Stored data

- - - -

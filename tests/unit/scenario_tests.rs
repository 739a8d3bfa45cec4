/******************************************************************************
   Author: Joaquín Béjar García
   Email: jb@taunais.com
   Date: 17/10/26
******************************************************************************/
use effect_sequencer::{
    Control, Event, EventWaiter, Sequencer, SequencerConfig, TimedEffect, TriggeredEffect,
};
use std::sync::{Arc, Mutex};
use std::time::{Duration, Instant};

#[cfg(test)]
mod tests {
    use super::*;

    fn record(sequencer: &Sequencer<&'static str>) -> Arc<Mutex<Vec<Event<&'static str>>>> {
        let log = Arc::new(Mutex::new(Vec::new()));
        let log_clone = Arc::clone(&log);
        sequencer.add_listener(move |event| log_clone.lock().unwrap().push(*event));
        log
    }

    fn occurrences(log: &Mutex<Vec<Event<&'static str>>>, event: Event<&'static str>) -> usize {
        log.lock().unwrap().iter().filter(|e| **e == event).count()
    }

    fn wait_terminated(sequencer: &Sequencer<&'static str>, timeout: Duration) -> bool {
        let deadline = Instant::now() + timeout;
        while !sequencer.is_terminated() && Instant::now() < deadline {
            std::thread::sleep(Duration::from_millis(5));
        }
        sequencer.is_terminated()
    }

    // --- The scripted show ---

    #[test]
    fn test_scripted_show_runs_to_completion() {
        let sequencer: Sequencer<&'static str> =
            Sequencer::with_config(SequencerConfig::new("show")).unwrap();
        let middle = Event::Message("Middle!");

        sequencer.add(TimedEffect::new(
            Duration::from_millis(200),
            Event::Message("TwoHundred"),
            5,
        ));
        sequencer.add(TimedEffect::once(Duration::from_millis(500), middle));
        sequencer.add(TimedEffect::once(
            Duration::from_millis(1100),
            Event::control(Control::Terminate),
        ));
        sequencer.add(TriggeredEffect::new(middle, Event::Message("Reaction")));

        // Listeners run in registration order: the recorder sees STOPPED
        // before the waiter releases this thread.
        let log = record(&sequencer);
        let stopped = Arc::new(EventWaiter::new(Event::control(Control::Stopped)));
        sequencer.register_listener(stopped.clone());

        sequencer.start();
        assert!(stopped.wait_event_timeout(Duration::from_secs(5)));
        assert!(wait_terminated(&sequencer, Duration::from_secs(2)));

        assert_eq!(occurrences(&log, Event::Message("TwoHundred")), 5);
        assert_eq!(occurrences(&log, middle), 1);
        assert_eq!(occurrences(&log, Event::Message("Reaction")), 1);
        assert_eq!(occurrences(&log, Event::control(Control::Stopped)), 1);

        // TERMINATE is consumed by the state machine, never broadcast.
        assert_eq!(occurrences(&log, Event::control(Control::Terminate)), 0);
        assert_eq!(log.lock().unwrap().last(), Some(&Event::control(Control::Stopped)));
    }

    #[test]
    fn test_three_shots_then_terminate() {
        let sequencer: Sequencer<&'static str> = Sequencer::new().unwrap();
        sequencer.add(TimedEffect::new(Duration::from_millis(200), Event::Message("A"), 3));
        let log = record(&sequencer);

        let started = Instant::now();
        sequencer.start();
        while occurrences(&log, Event::Message("A")) < 3
            && started.elapsed() < Duration::from_millis(800)
        {
            std::thread::sleep(Duration::from_millis(2));
        }
        let third_shot = started.elapsed();
        assert_eq!(occurrences(&log, Event::Message("A")), 3);
        assert!(third_shot >= Duration::from_millis(600), "{third_shot:?}");
        assert!(third_shot < Duration::from_millis(800), "{third_shot:?}");

        let stopped = Arc::new(EventWaiter::new(Event::control(Control::Stopped)));
        sequencer.register_listener(stopped.clone());
        sequencer.terminate();
        assert!(stopped.wait_event_timeout(Duration::from_secs(2)));
        assert!(wait_terminated(&sequencer, Duration::from_secs(2)));
        assert_eq!(occurrences(&log, Event::Message("A")), 3);
        assert_eq!(occurrences(&log, Event::control(Control::Stopped)), 1);
    }

    #[test]
    fn test_restart_after_stop() {
        let sequencer: Sequencer<&'static str> = Sequencer::new().unwrap();
        sequencer.add(TimedEffect::new(Duration::from_millis(20), Event::Message("beat"), 2));
        let log = record(&sequencer);

        let stopped = Arc::new(EventWaiter::new(Event::control(Control::Stopped)));
        sequencer.register_listener(stopped.clone());

        for round in 1..=2 {
            sequencer.start();
            std::thread::sleep(Duration::from_millis(200));
            sequencer.stop();
            assert!(stopped.wait_event_timeout(Duration::from_secs(1)));
            assert_eq!(occurrences(&log, Event::Message("beat")), 2 * round);
        }
    }
}
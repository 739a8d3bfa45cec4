/******************************************************************************
   Author: Joaquín Béjar García
   Email: jb@taunais.com
   Date: 17/10/26
******************************************************************************/

//! Tests for the Mailbox module.
/******************************************************************************
   Author: Joaquín Béjar García
   Email: jb@taunais.com
   Date: 17/10/26
******************************************************************************/

//! Repeat policy for effects.

use serde::{Deserialize, Serialize};

/// How many times an armed effect fires before it stops.
///
/// The integer form used by [`Repeat::from_count`] follows the classic
/// convention: negative means forever, `0` and `1` mean a single shot, and
/// `n > 1` means exactly `n` shots.
///
/// # Examples
///
/// ```
/// use effect_sequencer::Repeat;
///
/// assert_eq!(Repeat::from_count(-1), Repeat::Forever);
/// assert_eq!(Repeat::from_count(0), Repeat::Once);
/// assert_eq!(Repeat::from_count(3), Repeat::Times(3));
///
/// let mut repeat = Repeat::Times(3);
/// assert!(repeat.advance());
/// assert!(repeat.advance());
/// assert!(!repeat.advance());
/// ```
#[derive(Debug, Clone, Copy, PartialEq, Eq, Hash, Default, Serialize, Deserialize)]
pub enum Repeat {
    /// Fire once, then stop.
    #[default]
    Once,
    /// Fire this many times, then stop. `Times(0)` and `Times(1)` act as [`Repeat::Once`].
    Times(u32),
    /// Fire until explicitly stopped.
    Forever,
}

impl Repeat {
    /// Converts a signed repeat count.
    #[must_use]
    pub fn from_count(count: i32) -> Self {
        match count {
            c if c < 0 => Repeat::Forever,
            0 | 1 => Repeat::Once,
            c => Repeat::Times(c.unsigned_abs()),
        }
    }

    /// Records one shot and reports whether the effect should re-arm.
    pub fn advance(&mut self) -> bool {
        match *self {
            Repeat::Forever => true,
            Repeat::Times(n) if n > 1 => {
                *self = Repeat::Times(n - 1);
                true
            }
            Repeat::Times(_) | Repeat::Once => false,
        }
    }

    /// Shots left including the next one, or `None` when unbounded.
    #[must_use]
    pub fn remaining(&self) -> Option<u32> {
        match *self {
            Repeat::Forever => None,
            Repeat::Once => Some(1),
            Repeat::Times(n) => Some(n.max(1)),
        }
    }
}

impl From<i32> for Repeat {
    fn from(count: i32) -> Self {
        Repeat::from_count(count)
    }
}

- - - -

ASSIGNED TASK ▸ In full and without error, retype the entries above.

OUTPUT FOR THIS EXERCISE ▸
filename tests/unit/scenario_tests.rs
repository 739a8d3bfa45cec4
/******************************************************************************
   Author: Joaquín Béjar García
   Email: jb@taunais.com
   Date: 17/10/26
******************************************************************************/
use effect_sequencer::{
    Control, Event, EventWaiter, Sequencer, SequencerConfig, TimedEffect, TriggeredEffect,
};
use std::sync::{Arc, Mutex};
use std::time::{Duration, Instant};

#[cfg(test)]
mod tests {
    use super::*;

    fn record(sequencer: &Sequencer<&'static str>) -> Arc<Mutex<Vec<Event<&'static str>>>> {
        let log = Arc::new(Mutex::new(Vec::new()));
        let log_clone = Arc::clone(&log);
        sequencer.add_listener(move |event| log_clone.lock().unwrap().push(*event));
        log
    }

    fn occurrences(log: &Mutex<Vec<Event<&'static str>>>, event: Event<&'static str>) -> usize {
        log.lock().unwrap().iter().filter(|e| **e == event).count()
    }

    fn wait_terminated(sequencer: &Sequencer<&'static str>, timeout: Duration) -> bool {
        let deadline = Instant::now() + timeout;
        while !sequencer.is_terminated() && Instant::now() < deadline {
            std::thread::sleep(Duration::from_millis(5));
        }
        sequencer.is_terminated()
    }

    // --- The scripted show ---

    #[test]
    fn test_scripted_show_runs_to_completion() {
        let sequencer: Sequencer<&'static str> =
            Sequencer::with_config(SequencerConfig::new("show")).unwrap();
        let middle = Event::Message("Middle!");

        sequencer.add(TimedEffect::new(
            Duration::from_millis(200),
            Event::Message("TwoHundred"),
            5,
        ));
        sequencer.add(TimedEffect::once(Duration::from_millis(500), middle));
        sequencer.add(TimedEffect::once(
            Duration::from_millis(1100),
            Event::control(Control::Terminate),
        ));
        sequencer.add(TriggeredEffect::new(middle, Event::Message("Reaction")));

        // Listeners run in registration order: the recorder sees STOPPED
        // before the waiter releases this thread.
        let log = record(&sequencer);
        let stopped = Arc::new(EventWaiter::new(Event::control(Control::Stopped)));
        sequencer.register_listener(stopped.clone());

        sequencer.start();
        assert!(stopped.wait_event_timeout(Duration::from_secs(5)));
        assert!(wait_terminated(&sequencer, Duration::from_secs(2)));

        assert_eq!(occurrences(&log, Event::Message("TwoHundred")), 5);
        assert_eq!(occurrences(&log, middle), 1);
        assert_eq!(occurrences(&log, Event::Message("Reaction")), 1);
        assert_eq!(occurrences(&log, Event::control(Control::Stopped)), 1);

        // TERMINATE is consumed by the state machine, never broadcast.
        assert_eq!(occurrences(&log, Event::control(Control::Terminate)), 0);
        assert_eq!(log.lock().unwrap().last(), Some(&Event::control(Control::Stopped)));
    }

    #[test]
    fn test_three_shots_then_terminate() {
        let sequencer: Sequencer<&'static str> = Sequencer::new().unwrap();
        sequencer.add(TimedEffect::new(Duration::from_millis(200), Event::Message("A"), 3));
        let log = record(&sequencer);

        let started = Instant::now();
        sequencer.start();
        while occurrences(&log, Event::Message("A")) < 3
            && started.elapsed() < Duration::from_millis(800)
        {
            std::thread::sleep(Duration::from_millis(2));
        }
        let third_shot = started.elapsed();
        assert_eq!(occurrences(&log, Event::Message("A")), 3);
        assert!(third_shot >= Duration::from_millis(600), "{third_shot:?}");
        assert!(third_shot < Duration::from_millis(800), "{third_shot:?}");

        let stopped = Arc::new(EventWaiter::new(Event::control(Control::Stopped)));
        sequencer.register_listener(stopped.clone());
        sequencer.terminate();
        assert!(stopped.wait_event_timeout(Duration::from_secs(2)));
        assert!(wait_terminated(&sequencer, Duration::from_secs(2)));
        assert_eq!(occurrences(&log, Event::Message("A")), 3);
        assert_eq!(occurrences(&log, Event::control(Control::Stopped)), 1);
    }

    #[test]
    fn test_restart_after_stop() {
        let sequencer: Sequencer<&'static str> = Sequencer::new().unwrap();
        sequencer.add(TimedEffect::new(Duration::from_millis(20), Event::Message("beat"), 2));
        let log = record(&sequencer);

        let stopped = Arc::new(EventWaiter::new(Event::control(Control::Stopped)));
        sequencer.register_listener(stopped.clone());

        for round in 1..=2 {
            sequencer.start();
            std::thread::sleep(Duration::from_millis(200));
            sequencer.stop();
            assert!(stopped.wait_event_timeout(Duration::from_secs(1)));
            assert_eq!(occurrences(&log, Event::Message("beat")), 2 * round);
        }
    }
}
repository 739a8d3bfa45cec4
/******************************************************************************
   Author: Joaquín Béjar García
   Email: jb@taunais.com
   Date: 17/10/26
******************************************************************************/

//! Tests for the Mailbox module.
/******************************************************************************
   Author: Joaquín Béjar García
   Email: jb@taunais.com
   Date: 17/10/26
******************************************************************************/

//! Repeat policy for effects.

use serde::{Deserialize, Serialize};

/// How many times an armed effect fires before it stops.
///
/// The integer form used by [`Repeat::from_count`] follows the classic
/// convention: negative means forever, `0` and `1` mean a single shot, and
/// `n > 1` means exactly `n` shots.
///
/// # Examples
///
/// ```
/// use effect_sequencer::Repeat;
///
/// assert_eq!(Repeat::from_count(-1), Repeat::Forever);
/// assert_eq!(Repeat::from_count(0), Repeat::Once);
/// assert_eq!(Repeat::from_count(3), Repeat::Times(3));
///
/// let mut repeat = Repeat::Times(3);
/// assert!(repeat.advance());
/// assert!(repeat.advance());
/// assert!(!repeat.advance());
/// ```
#[derive(Debug, Clone, Copy, PartialEq, Eq, Hash, Default, Serialize, Deserialize)]
pub enum Repeat {
    /// Fire once, then stop.
    #[default]
    Once,
    /// Fire this many times, then stop. `Times(0)` and `Times(1)` act as [`Repeat::Once`].
    Times(u32),
    /// Fire until explicitly stopped.
    Forever,
}

impl Repeat {
    /// Converts a signed repeat count.
    #[must_use]
    pub fn from_count(count: i32) -> Self {
        match count {
            c if c < 0 => Repeat::Forever,
            0 | 1 => Repeat::Once,
            c => Repeat::Times(c.unsigned_abs()),
        }
    }

    /// Records one shot and reports whether the effect should re-arm.
    pub fn advance(&mut self) -> bool {
        match *self {
            Repeat::Forever => true,
            Repeat::Times(n) if n > 1 => {
                *self = Repeat::Times(n - 1);
                true
            }
            Repeat::Times(_) | Repeat::Once => false,
        }
    }

    /// Shots left including the next one, or `None` when unbounded.
    #[must_use]
    pub fn remaining(&self) -> Option<u32> {
        match *self {
            Repeat::Forever => None,
            Repeat::Once => Some(1),
            Repeat::Times(n) => Some(n.max(1)),
        }
    }
}

impl From<i32> for Repeat {
    fn from(count: i32) -> Self {
        Repeat::from_count(count)
    }
}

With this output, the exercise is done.